__Work task__: Filter the data below, keeping only lines that contain "grows".

☆ ☆ ☆ ☆ ☆

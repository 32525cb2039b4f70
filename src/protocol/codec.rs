//! Binary Frame Codec
//!
//! This module reads commands and writes responses in the length-prefixed
//! binary framing described in [`crate::protocol::types`].
//!
//! ## How the Decoder Works
//!
//! `read_command` consumes exactly one frame from the reader and returns:
//!
//! - `Ok(Some(command))` - a complete, validated command
//! - `Ok(None)` - the peer closed the stream between frames (clean close)
//! - `Err(e)` - a terminal error; the stream must be assumed desynchronised
//!   and the connection closed
//!
//! The header is read with a manual fill loop so that end-of-stream at
//! offset zero (a normal disconnect) can be told apart from end-of-stream
//! inside a frame (a truncated frame). All header validation happens before
//! the payload read, so a malformed header never consumes payload bytes.
//!
//! ## Buffer Reuse
//!
//! Both halves of the codec keep a scratch `Vec<u8>` that is reused across
//! calls. Payload bytes that outlive a call - the key and value held by a
//! `Command` - are copied out of scratch into owned `Bytes` before the call
//! returns. One decoder/encoder pair belongs to one connection task, so no
//! locking is involved.

use crate::protocol::types::{
    command_tag, Command, Response, COMMAND_HEADER_LEN, MAX_KEY_SIZE, MAX_VALUE_SIZE,
    RESPONSE_HEADER_LEN,
};
use bytes::Bytes;
use std::io;
use thiserror::Error;
use tokio::io::{AsyncRead, AsyncReadExt, AsyncWrite, AsyncWriteExt};

/// Errors that can occur while decoding commands or encoding responses.
///
/// Every variant is terminal for the connection it occurred on. A clean
/// disconnect is not an error (the decoder returns `Ok(None)`), and a GET
/// miss is a response tag, never an error.
#[derive(Debug, Error)]
pub enum ProtocolError {
    /// The stream ended after at least one byte of a frame was read.
    #[error("connection closed mid-frame")]
    TruncatedFrame,

    /// Key length outside `1..=MAX_KEY_SIZE`.
    #[error("invalid key length: {0}")]
    InvalidKeyLength(usize),

    /// Value length above `MAX_VALUE_SIZE`.
    #[error("invalid value length: {0}")]
    InvalidValueLength(usize),

    /// Value bytes announced for a command that takes none.
    #[error("protocol violation: value data sent for non-SET command (tag {tag})")]
    UnexpectedPayload { tag: u8 },

    /// The command tag is not SET, GET or DEL.
    #[error("unknown command tag: {0}")]
    UnknownCommand(u8),

    /// A non-diagnostic response payload exceeded `MAX_VALUE_SIZE`.
    #[error("response payload of {0} bytes exceeds maximum size")]
    OversizedPayload(usize),

    /// Read or write failure on the underlying transport.
    #[error("i/o error: {0}")]
    Io(#[from] io::Error),
}

/// Decodes command frames from an async reader.
///
/// The scratch buffer grows to the largest payload seen and is reused for
/// every subsequent read on the same connection.
#[derive(Debug, Default)]
pub struct CommandDecoder {
    scratch: Vec<u8>,
}
//! Wire Protocol
//!
//! This module implements the length-prefixed binary protocol the server
//! speaks over TCP: three commands (SET, GET, DEL) and four response tags
//! (OK, ERROR, VALUE, NOT_FOUND), all framed by a fixed header carrying
//! big-endian payload lengths.
//!
//! ## Modules
//!
//! - `types`: frame constants, `Command` and `Response`
//! - `codec`: `CommandDecoder` and `ResponseEncoder` over async I/O
//!
//! ## Example
//!
//! ```ignore
//! use voltkv::protocol::{CommandDecoder, ResponseEncoder, Command, Response};
//!
//! let mut decoder = CommandDecoder::new();
//! let mut encoder = ResponseEncoder::new();
//!
//! while let Some(command) = decoder.read_command(&mut reader).await? {
//!     let response = execute(command);
//!     encoder.write_response(&mut writer, &response).await?;
//! }
//! ```

pub mod codec;
pub mod types;

// Re-export commonly used types for convenience
pub use codec::{CommandDecoder, ProtocolError, ResponseEncoder};
pub use types::{
    command_tag, response_tag, Command, Response, COMMAND_HEADER_LEN, MAX_KEY_SIZE,
    MAX_VALUE_SIZE, RESPONSE_HEADER_LEN,
};
//! Cache Shard with LRU Eviction
//!
//! A shard is one partition of the key space. It owns a hash map from key to
//! recency position and a doubly linked recency list over the same keys,
//! both guarded by a single mutex. Front of the list is the most recently
//! touched entry, back is the least; when a bounded shard overflows, the
//! back entry is evicted.
//!
//! ## Recency List Representation
//!
//! The list is a slab: a `Vec` of nodes linked by index, with a free list of
//! recycled slots. The map stores the slab index of each key's node, so
//! move-to-front, push-front and tail-removal are all O(1) and no `unsafe`
//! pointer juggling is needed. An index stays valid until its entry is
//! removed, at which point the slot is cleared and recycled.

use bytes::Bytes;
use std::collections::HashMap;
use std::mem;
use std::sync::Mutex;

/// Sentinel index marking the absence of a link.
const NIL: usize = usize::MAX;

#[derive(Debug)]
struct Node {
    key: Bytes,
    value: Bytes,
    prev: usize,
    next: usize,
}

/// Doubly linked recency order backed by a slab of nodes.
#[derive(Debug)]
struct RecencyList {
    slots: Vec<Node>,
    free: Vec<usize>,
    head: usize,
    tail: usize,
}

impl RecencyList {
    fn new() -> Self {
        Self {
            slots: Vec::new(),
            free: Vec::new(),
            head: NIL,
            tail: NIL,
        }
    }

    /// Inserts a new node at the front and returns its slot index.
    fn push_front(&mut self, key: Bytes, value: Bytes) -> usize {
        let node = Node {
            key,
            value,
            prev: NIL,
            next: self.head,
        };
        let idx = match self.free.pop() {
            Some(idx) => {
                self.slots[idx] = node;
                idx
            }
            None => {
                self.slots.push(node);
                self.slots.len() - 1
            }
        };
        if self.head != NIL {
            self.slots[self.head].prev = idx;
        } else {
            self.tail = idx;
        }
        self.head = idx;
        idx
    }

    /// Detaches a node from its neighbours without freeing the slot.
    fn unlink(&mut self, idx: usize) {
        let (prev, next) = (self.slots[idx].prev, self.slots[idx].next);
        if prev != NIL {
            self.slots[prev].next = next;
        } else {
            self.head = next;
        }
        if next != NIL {
            self.slots[next].prev = prev;
        } else {
            self.tail = prev;
        }
    }

    fn move_to_front(&mut self, idx: usize) {
        if self.head == idx {
            return;
        }
        self.unlink(idx);
        self.slots[idx].prev = NIL;
        self.slots[idx].next = self.head;
        if self.head != NIL {
            self.slots[self.head].prev = idx;
        } else {
            self.tail = idx;
        }
        self.head = idx;
    }

    /// Removes a node, recycles its slot and returns the key it held.
    fn remove(&mut self, idx: usize) -> Bytes {
        self.unlink(idx);
        self.free.push(idx);
        let node = &mut self.slots[idx];
        node.prev = NIL;
        node.next = NIL;
        // Clear the slot so recycled entries do not pin old payloads.
        mem::take(&mut node.value);
        mem::take(&mut node.key)
    }

    fn tail_index(&self) -> Option<usize> {
        (self.tail != NIL).then_some(self.tail)
    }

    fn value(&self, idx: usize) -> &Bytes {
        &self.slots[idx].value
    }

    fn set_value(&mut self, idx: usize, value: Bytes) {
        self.slots[idx].value = value;
    }
}

#[derive(Debug)]
struct ShardInner {
    entries: HashMap<Bytes, usize>,
    recency: RecencyList,
    max_items: usize,
}

/// A single partition of the cache.
///
/// All operations take the shard's mutex for their full duration. A plain
/// `Mutex` rather than a reader/writer lock: a hit on `get` reorders the
/// recency list, so even reads must be serialised with writers.
///
/// Shard operations have no failure modes; memory exhaustion aborts the
/// process like any other allocation failure.
#[derive(Debug)]
pub struct Shard {
    inner: Mutex<ShardInner>,
}

impl Shard {
    /// Creates an empty shard. `max_items == 0` means unbounded.
    pub fn new(max_items: usize) -> Self {
        Self {
            inner: Mutex::new(ShardInner {
                entries: HashMap::new(),
                recency: RecencyList::new(),
                max_items,
            }),
        }
    }

    /// Looks up a key, promoting it to most recently used on a hit.
    ///
    /// The returned value is an independent handle: the caller cannot mutate
    /// what stays stored, and later writes to the key cannot tear it.
    pub fn get(&self, key: &[u8]) -> Option<Bytes> {
        let mut inner = self.inner.lock().unwrap();
        let idx = *inner.entries.get(key)?;
        inner.recency.move_to_front(idx);
        Some(inner.recency.value(idx).clone())
    }

    /// Inserts or replaces a key, promoting it to most recently used.
    ///
    /// When the shard is bounded and the insert pushes it over capacity, the
    /// least recently used entry is evicted. A set grows the shard by at
    /// most one, so a single eviction restores the bound.
    pub fn set(&self, key: Bytes, value: Bytes) {
        let mut inner = self.inner.lock().unwrap();

        if let Some(idx) = inner.entries.get(&key).copied() {
            inner.recency.set_value(idx, value);
            inner.recency.move_to_front(idx);
            return;
        }

        let idx = inner.recency.push_front(key.clone(), value);
        inner.entries.insert(key, idx);

        if inner.max_items > 0 && inner.entries.len() > inner.max_items {
            if let Some(tail) = inner.recency.tail_index() {
                let evicted = inner.recency.remove(tail);
                inner.entries.remove(&evicted);
            }
        }
    }

    /// Removes a key. Removing an absent key is a no-op.
    pub fn delete(&self, key: &[u8]) {
        let mut inner = self.inner.lock().unwrap();
        if let Some(idx) = inner.entries.remove(key) {
            inner.recency.remove(idx);
        }
    }

    /// Number of entries currently stored. Introspection only.
    pub fn len(&self) -> usize {
        self.inner.lock().unwrap().entries.len()
    }

    pub fn is_empty(&self) -> bool {
        self.len() == 0
    }

    /// Keys in most-to-least recently used order, for tests and debugging.
    #[cfg(test)]
    fn recency_order(&self) -> Vec<Bytes> {
        let inner = self.inner.lock().unwrap();
        let mut out = Vec::with_capacity(inner.entries.len());
        let mut cur = inner.recency.head;
        while cur != NIL {
            out.push(inner.recency.slots[cur].key.clone());
            cur = inner.recency.slots[cur].next;
        }
        out
    }
}

#[cfg(test)]
mod tests {
    use super::*;

    fn b(s: &'static str) -> Bytes {
        Bytes::from_static(s.as_bytes())
    }

    #[test]
    fn set_then_get_roundtrip() {
        let shard = Shard::new(0);
        shard.set(b("foo"), b("hello"));
        assert_eq!(shard.get(b"foo"), Some(b("hello")));
        assert_eq!(shard.len(), 1);
    }

    #[test]
    fn get_miss_leaves_shard_untouched() {
        let shard = Shard::new(0);
        shard.set(b("a"), b("1"));
        assert_eq!(shard.get(b"missing"), None);
        assert_eq!(shard.len(), 1);
        assert_eq!(shard.recency_order(), vec![b("a")]);
    }

    #[test]
    fn set_replaces_existing_value() {
        let shard = Shard::new(0);
        shard.set(b("k"), b("old"));
        shard.set(b("k"), b("new"));
        assert_eq!(shard.get(b"k"), Some(b("new")));
        assert_eq!(shard.len(), 1);
    }

    #[test]
    fn repeated_set_is_idempotent() {
        let shard = Shard::new(0);
        shard.set(b("k"), b("v"));
        shard.set(b("k"), b("v"));
        assert_eq!(shard.len(), 1);
        assert_eq!(shard.get(b"k"), Some(b("v")));
    }

    #[test]
    fn delete_is_idempotent() {
        let shard = Shard::new(0);
        shard.set(b("k"), b("v"));
        shard.delete(b"k");
        shard.delete(b"k");
        assert_eq!(shard.get(b"k"), None);
        assert_eq!(shard.len(), 0);
    }

    #[test]
    fn empty_value_is_storable() {
        let shard = Shard::new(0);
        shard.set(b("k"), Bytes::new());
        assert_eq!(shard.get(b"k"), Some(Bytes::new()));
    }

    #[test]
    fn eviction_removes_least_recent() {
        let shard = Shard::new(2);
        shard.set(b("a"), b("1"));
        shard.set(b("b"), b("1"));
        shard.set(b("c"), b("1"));
        assert_eq!(shard.get(b"a"), None);
        assert_eq!(shard.get(b"b"), Some(b("1")));
        assert_eq!(shard.get(b"c"), Some(b("1")));
        assert_eq!(shard.len(), 2);
    }

    #[test]
    fn get_promotes_entry_ahead_of_eviction() {
        let shard = Shard::new(2);
        shard.set(b("a"), b("1"));
        shard.set(b("b"), b("1"));
        // Touching `a` makes `b` the eviction candidate.
        assert!(shard.get(b"a").is_some());
        shard.set(b("c"), b("1"));
        assert_eq!(shard.get(b"a"), Some(b("1")));
        assert_eq!(shard.get(b"b"), None);
        assert_eq!(shard.get(b"c"), Some(b("1")));
    }

    #[test]
    fn replacing_set_promotes_without_eviction() {
        let shard = Shard::new(2);
        shard.set(b("a"), b("1"));
        shard.set(b("b"), b("1"));
        shard.set(b("a"), b("2"));
        assert_eq!(shard.len(), 2);
        assert_eq!(shard.recency_order(), vec![b("a"), b("b")]);
    }

    #[test]
    fn size_never_exceeds_bound() {
        let shard = Shard::new(8);
        for i in 0..1000 {
            shard.set(Bytes::from(format!("key-{}", i)), b("v"));
            assert!(shard.len() <= 8);
        }
    }

    #[test]
    fn capacity_one_keeps_only_newest() {
        let shard = Shard::new(1);
        shard.set(b("a"), b("1"));
        shard.set(b("b"), b("2"));
        assert_eq!(shard.get(b"a"), None);
        assert_eq!(shard.get(b"b"), Some(b("2")));
        assert_eq!(shard.len(), 1);
    }

    #[test]
    fn unbounded_shard_never_evicts() {
        let shard = Shard::new(0);
        for i in 0..500 {
            shard.set(Bytes::from(format!("key-{}", i)), b("v"));
        }
        assert_eq!(shard.len(), 500);
    }

    #[test]
    fn slots_are_recycled_after_removal() {
        let shard = Shard::new(0);
        for round in 0..10 {
            for i in 0..16 {
                shard.set(Bytes::from(format!("k{}", i)), b("v"));
            }
            for i in 0..16 {
                shard.delete(format!("k{}", i).as_bytes());
            }
            assert_eq!(shard.len(), 0, "round {}", round);
        }
        // Every slot was freed, so the slab stays at one generation's size.
        let inner = shard.inner.lock().unwrap();
        assert_eq!(inner.recency.slots.len(), 16);
        assert_eq!(inner.recency.free.len(), 16);
    }

    #[test]
    fn recency_order_tracks_touches() {
        let shard = Shard::new(0);
        shard.set(b("a"), b("1"));
        shard.set(b("b"), b("1"));
        shard.set(b("c"), b("1"));
        assert_eq!(shard.recency_order(), vec![b("c"), b("b"), b("a")]);
        shard.get(b"a");
        assert_eq!(shard.recency_order(), vec![b("a"), b("c"), b("b")]);
        shard.delete(b"c");
        assert_eq!(shard.recency_order(), vec![b("a"), b("b")]);
    }

    #[test]
    fn map_and_recency_list_stay_in_sync() {
        let shard = Shard::new(4);
        for i in 0..100 {
            shard.set(Bytes::from(format!("k{}", i % 10)), b("v"));
            if i % 3 == 0 {
                shard.delete(format!("k{}", (i + 1) % 10).as_bytes());
            }
            let inner = shard.inner.lock().unwrap();
            let listed = {
                let mut n = 0;
                let mut cur = inner.recency.head;
                while cur != NIL {
                    n += 1;
                    cur = inner.recency.slots[cur].next;
                }
                n
            };
            assert_eq!(inner.entries.len(), listed);
        }
    }
}
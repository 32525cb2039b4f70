//! Server Module
//!
//! Wires the pieces together: a bound TCP listener, an accept loop that
//! spawns one [`crate::connection::ConnectionHandler`] task per peer, and a
//! graceful shutdown path that stops accepting and drains in-flight
//! handlers.
//!
//! ## Example
//!
//! ```ignore
//! use voltkv::server::Server;
//! use voltkv::storage::Cache;
//! use std::sync::Arc;
//! use tokio::signal;
//!
//! let cache = Arc::new(Cache::new());
//! let server = Server::bind("127.0.0.1:6380", cache).await?;
//! server.run(async {
//!     let _ = signal::ctrl_c().await;
//! }).await?;
//! ```

pub mod listener;

// Re-export commonly used types
pub use listener::Server;
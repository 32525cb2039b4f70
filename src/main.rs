//! VoltKV - A Sharded In-Memory Key-Value Cache Server
//!
//! This is the main entry point for the VoltKV server. It parses the
//! command-line flags, sets up logging, builds the cache, and serves until
//! a Ctrl+C arrives, at which point in-flight connections are drained
//! before exit.

use std::sync::Arc;
use tokio::signal;
use tracing::{info, Level};
use tracing_subscriber::FmtSubscriber;
use voltkv::server::Server;
use voltkv::storage::{Cache, CacheConfig, DEFAULT_MAX_ITEMS_PER_SHARD, DEFAULT_SHARD_COUNT};

/// Server configuration
struct Config {
    /// Address to bind to
    listen: String,
    /// Number of cache shards (positive power of two)
    shards: usize,
    /// Max items per shard (0 = unbounded)
    max_items: usize,
}

impl Default for Config {
    fn default() -> Self {
        Self {
            listen: voltkv::DEFAULT_LISTEN_ADDR.to_string(),
            shards: DEFAULT_SHARD_COUNT,
            max_items: DEFAULT_MAX_ITEMS_PER_SHARD,
        }
    }
}

impl Config {
    /// Parse configuration from command-line arguments
    fn from_args() -> Self {
        let mut config = Config::default();
        let args: Vec<String> = std::env::args().collect();

        let mut i = 1;
        while i < args.len() {
            match args[i].as_str() {
                "--listen" | "-l" => {
                    if i + 1 < args.len() {
                        config.listen = args[i + 1].clone();
                        i += 2;
                    } else {
                        eprintln!("Error: --listen requires a value");
                        std::process::exit(1);
                    }
                }
                "--shards" => {
                    if i + 1 < args.len() {
                        // Signed parse; the cache constructor falls back to
                        // the default for anything that is not a positive
                        // power of two.
                        let parsed: i64 = args[i + 1].parse().unwrap_or_else(|_| {
                            eprintln!("Error: invalid shard count");
                            std::process::exit(1);
                        });
                        config.shards = parsed.max(0) as usize;
                        i += 2;
                    } else {
                        eprintln!("Error: --shards requires a value");
                        std::process::exit(1);
                    }
                }
                "--max-items" => {
                    if i + 1 < args.len() {
                        // Signed parse so a negative input coerces to
                        // unbounded instead of failing.
                        let parsed: i64 = args[i + 1].parse().unwrap_or_else(|_| {
                            eprintln!("Error: invalid max items value");
                            std::process::exit(1);
                        });
                        config.max_items = parsed.max(0) as usize;
                        i += 2;
                    } else {
                        eprintln!("Error: --max-items requires a value");
                        std::process::exit(1);
                    }
                }
                "--help" => {
                    print_help();
                    std::process::exit(0);
                }
                "--version" | "-v" => {
                    println!("VoltKV version {}", voltkv::VERSION);
                    std::process::exit(0);
                }
                _ => {
                    eprintln!("Unknown argument: {}", args[i]);
                    print_help();
                    std::process::exit(1);
                }
            }
        }

        config
    }
}

fn print_help() {
    println!(
        r#"
VoltKV - A Sharded In-Memory Key-Value Cache Server

USAGE:
    voltkv [OPTIONS]

OPTIONS:
    -l, --listen <ADDR>      Address to bind to (default: 127.0.0.1:6380)
        --shards <N>         Number of cache shards, positive power of two
                             (default: 256; invalid values fall back)
        --max-items <N>      Max items per shard, 0 or negative = unbounded
                             (default: 1024)
    -v, --version            Print version information
        --help               Print this help message

EXAMPLES:
    voltkv                               # 256 shards of 1024 items on :6380
    voltkv --listen 0.0.0.0:6380         # listen on all interfaces
    voltkv --shards 64 --max-items 0     # 64 unbounded shards
"#
    );
}

fn print_banner(config: &Config) {
    println!(
        r#"
        __     __    _ _   _  __ __     __
        \ \   / /__ | | |_| |/ / \ \   / /
         \ \ / / _ \| | __| ' /   \ \ / /
          \ V / (_) | | |_| . \    \ V /
           \_/ \___/|_|\__|_|\_\    \_/

VoltKV v{} - Sharded In-Memory Key-Value Cache
──────────────────────────────────────────────────
Listening on {}
Use Ctrl+C to shut down gracefully.
"#,
        voltkv::VERSION,
        config.listen
    );
}

#[tokio::main]
async fn main() -> anyhow::Result<()> {
    let config = Config::from_args();

    let _subscriber = FmtSubscriber::builder()
        .with_max_level(Level::INFO)
        .with_target(false)
        .init();

    print_banner(&config);

    let cache = Arc::new(Cache::with_config(CacheConfig {
        shard_count: config.shards,
        max_items_per_shard: config.max_items,
    }));
    info!(
        shards = cache.shard_count(),
        max_items_per_shard = config.max_items,
        "cache initialized"
    );
    if cache.shard_count() != config.shards {
        info!(
            requested = config.shards,
            actual = cache.shard_count(),
            "shard count was not a positive power of two, using default"
        );
    }

    let server = Server::bind(&config.listen, cache).await?;
    info!(addr = %config.listen, "listening");

    server
        .run(async {
            let _ = signal::ctrl_c().await;
        })
        .await?;

    info!("server shutdown complete");
    Ok(())
}
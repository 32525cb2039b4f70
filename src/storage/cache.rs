//! Sharded Cache
//!
//! The cache is a fixed array of [`Shard`]s. A key's shard is chosen by
//! hashing the key bytes and masking with `shard_count - 1`, which is why
//! the shard count must be a power of two: routing is one multiply-free
//! bitwise AND and the hash's low bits spread keys uniformly.
//!
//! The cache itself holds no lock. Every operation forwards to exactly one
//! shard, so operations on keys in different shards run fully in parallel
//! and per-key linearisability comes from the shard mutex alone.

use crate::storage::shard::Shard;
use bytes::Bytes;

/// Shard count used when the configured value is not a positive power of two.
pub const DEFAULT_SHARD_COUNT: usize = 256;

/// Per-shard capacity used by [`CacheConfig::default`]. 0 means unbounded.
pub const DEFAULT_MAX_ITEMS_PER_SHARD: usize = 1024;

/// Cache construction parameters.
#[derive(Debug, Clone, Copy, PartialEq, Eq)]
pub struct CacheConfig {
    /// Number of shards; must be a positive power of two. Anything else
    /// falls back to [`DEFAULT_SHARD_COUNT`].
    pub shard_count: usize,
    /// Capacity bound per shard; 0 means unbounded.
    pub max_items_per_shard: usize,
}

impl Default for CacheConfig {
    fn default() -> Self {
        Self {
            shard_count: DEFAULT_SHARD_COUNT,
            max_items_per_shard: DEFAULT_MAX_ITEMS_PER_SHARD,
        }
    }
}

/// A sharded in-memory key-value cache with per-shard LRU eviction.
///
/// Designed to be wrapped in an `Arc` and shared across connection tasks.
///
/// # Example
///
/// ```
/// use voltkv::storage::Cache;
/// use bytes::Bytes;
///
/// let cache = Cache::new();
/// cache.set(Bytes::from("name"), Bytes::from("volt"));
/// assert_eq!(cache.get(b"name"), Some(Bytes::from("volt")));
/// cache.delete(b"name");
/// assert_eq!(cache.get(b"name"), None);
/// ```
#[derive(Debug)]
pub struct Cache {
    shards: Vec<Shard>,
    shard_mask: u64,
}

impl Default for Cache {
    fn default() -> Self {
        Self::new()
    }
}

impl Cache {
    /// Creates a cache with the default configuration.
    pub fn new() -> Self {
        Self::with_config(CacheConfig::default())
    }

    /// Creates a cache from an explicit configuration.
    ///
    /// Coercions are permissive: a `shard_count` that is zero or not a power
    /// of two falls back to the default rather than failing. All shards are
    /// allocated eagerly.
    pub fn with_config(config: CacheConfig) -> Self {
        let shard_count = if config.shard_count == 0 || !config.shard_count.is_power_of_two() {
            DEFAULT_SHARD_COUNT
        } else {
            config.shard_count
        };

        let shards = (0..shard_count)
            .map(|_| Shard::new(config.max_items_per_shard))
            .collect();

        Self {
            shards,
            shard_mask: (shard_count - 1) as u64,
        }
    }

    /// The shard a key routes to. Deterministic for a fixed shard count.
    #[inline]
    fn shard_index(&self, key: &[u8]) -> usize {
        (fnv1a(key) & self.shard_mask) as usize
    }

    #[inline]
    fn shard_for(&self, key: &[u8]) -> &Shard {
        &self.shards[self.shard_index(key)]
    }

    /// Looks up a key, promoting it within its shard on a hit.
    pub fn get(&self, key: &[u8]) -> Option<Bytes> {
        self.shard_for(key).get(key)
    }

    /// Inserts or replaces a key.
    pub fn set(&self, key: Bytes, value: Bytes) {
        self.shard_for(&key).set(key, value);
    }

    /// Removes a key. Removing an absent key is a no-op.
    pub fn delete(&self, key: &[u8]) {
        self.shard_for(key).delete(key);
    }

    /// Total entries across all shards.
    ///
    /// Shards are sampled one at a time, so the sum is a snapshot that may
    /// never have existed at any single instant. Introspection only.
    pub fn len(&self) -> usize {
        self.shards.iter().map(Shard::len).sum()
    }

    pub fn is_empty(&self) -> bool {
        self.shards.iter().all(Shard::is_empty)
    }

    /// Number of shards the cache was built with.
    pub fn shard_count(&self) -> usize {
        self.shards.len()
    }
}

/// FNV-1a 64-bit hash.
///
/// Stable across runs and platforms; the wire protocol does not depend on
/// it, so it can be swapped for any well-distributed 64-bit hash without
/// breaking clients.
#[inline]
fn fnv1a(data: &[u8]) -> u64 {
    const FNV_OFFSET_BASIS: u64 = 0xcbf2_9ce4_8422_2325;
    const FNV_PRIME: u64 = 0x0000_0100_0000_01b3;

    let mut hash = FNV_OFFSET_BASIS;
    for &byte in data {
        hash ^= u64::from(byte);
        hash = hash.wrapping_mul(FNV_PRIME);
    }
    hash
}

☆ ☆ ☆ ☆ ☆

__The completed task__:
/// The scratch buffer grows to the largest payload seen and is reused for
    /// least recently used entry is evicted. A set grows the shard by at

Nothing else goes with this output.